WORK TASK: Below are some entries. Copy each line that holds the string "Full".

DATA UNDER STUDY:
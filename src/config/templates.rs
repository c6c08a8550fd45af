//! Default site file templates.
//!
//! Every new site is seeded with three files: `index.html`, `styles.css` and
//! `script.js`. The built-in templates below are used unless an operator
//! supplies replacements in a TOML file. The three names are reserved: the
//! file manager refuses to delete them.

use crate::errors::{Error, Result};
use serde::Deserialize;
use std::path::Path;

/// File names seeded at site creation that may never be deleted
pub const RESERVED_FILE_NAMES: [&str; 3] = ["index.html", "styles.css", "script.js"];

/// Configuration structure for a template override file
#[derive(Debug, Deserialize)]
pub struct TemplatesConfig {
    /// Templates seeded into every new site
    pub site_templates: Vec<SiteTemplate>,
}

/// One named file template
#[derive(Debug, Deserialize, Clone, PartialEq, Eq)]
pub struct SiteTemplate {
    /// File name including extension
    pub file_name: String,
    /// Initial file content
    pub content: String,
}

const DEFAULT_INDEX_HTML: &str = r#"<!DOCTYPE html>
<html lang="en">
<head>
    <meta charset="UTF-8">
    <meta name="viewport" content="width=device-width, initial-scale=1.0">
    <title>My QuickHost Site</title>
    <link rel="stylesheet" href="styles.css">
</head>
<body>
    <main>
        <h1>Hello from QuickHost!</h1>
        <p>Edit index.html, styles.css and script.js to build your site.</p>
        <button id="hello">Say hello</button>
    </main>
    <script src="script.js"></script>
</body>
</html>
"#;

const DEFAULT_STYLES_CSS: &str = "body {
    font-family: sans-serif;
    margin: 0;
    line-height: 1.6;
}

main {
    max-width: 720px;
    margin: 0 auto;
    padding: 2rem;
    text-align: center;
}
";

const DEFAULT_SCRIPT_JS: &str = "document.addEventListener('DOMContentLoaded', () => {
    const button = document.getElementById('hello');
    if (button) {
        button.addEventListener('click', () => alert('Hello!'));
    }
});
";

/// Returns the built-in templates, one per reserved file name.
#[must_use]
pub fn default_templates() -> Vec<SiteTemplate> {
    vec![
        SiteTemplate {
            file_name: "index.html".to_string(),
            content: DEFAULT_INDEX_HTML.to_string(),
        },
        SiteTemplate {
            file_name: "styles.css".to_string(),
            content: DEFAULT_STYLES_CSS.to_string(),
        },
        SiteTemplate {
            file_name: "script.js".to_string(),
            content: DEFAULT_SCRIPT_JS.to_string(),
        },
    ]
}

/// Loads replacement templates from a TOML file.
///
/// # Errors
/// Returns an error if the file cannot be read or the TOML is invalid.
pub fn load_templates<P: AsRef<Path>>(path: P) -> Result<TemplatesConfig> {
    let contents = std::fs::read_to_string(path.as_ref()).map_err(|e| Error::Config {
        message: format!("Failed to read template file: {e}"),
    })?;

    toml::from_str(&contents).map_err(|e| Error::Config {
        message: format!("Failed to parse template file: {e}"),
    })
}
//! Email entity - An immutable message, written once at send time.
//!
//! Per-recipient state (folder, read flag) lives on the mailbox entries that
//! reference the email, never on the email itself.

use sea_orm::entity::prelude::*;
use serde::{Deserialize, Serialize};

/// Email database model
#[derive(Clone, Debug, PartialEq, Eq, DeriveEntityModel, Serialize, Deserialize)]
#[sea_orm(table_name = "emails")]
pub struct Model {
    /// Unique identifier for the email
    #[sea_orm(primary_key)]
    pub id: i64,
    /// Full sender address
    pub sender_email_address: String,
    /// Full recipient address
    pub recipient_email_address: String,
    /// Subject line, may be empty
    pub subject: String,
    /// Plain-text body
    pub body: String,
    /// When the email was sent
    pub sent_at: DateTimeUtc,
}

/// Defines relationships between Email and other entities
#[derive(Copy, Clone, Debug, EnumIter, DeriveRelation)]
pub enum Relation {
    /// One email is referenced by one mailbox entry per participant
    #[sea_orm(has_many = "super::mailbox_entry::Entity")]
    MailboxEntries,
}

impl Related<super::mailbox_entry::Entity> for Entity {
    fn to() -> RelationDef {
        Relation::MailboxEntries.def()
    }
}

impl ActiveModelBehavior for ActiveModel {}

ANSWER FOR THIS EXERCISE:
    /// Full sender address
    /// Full recipient address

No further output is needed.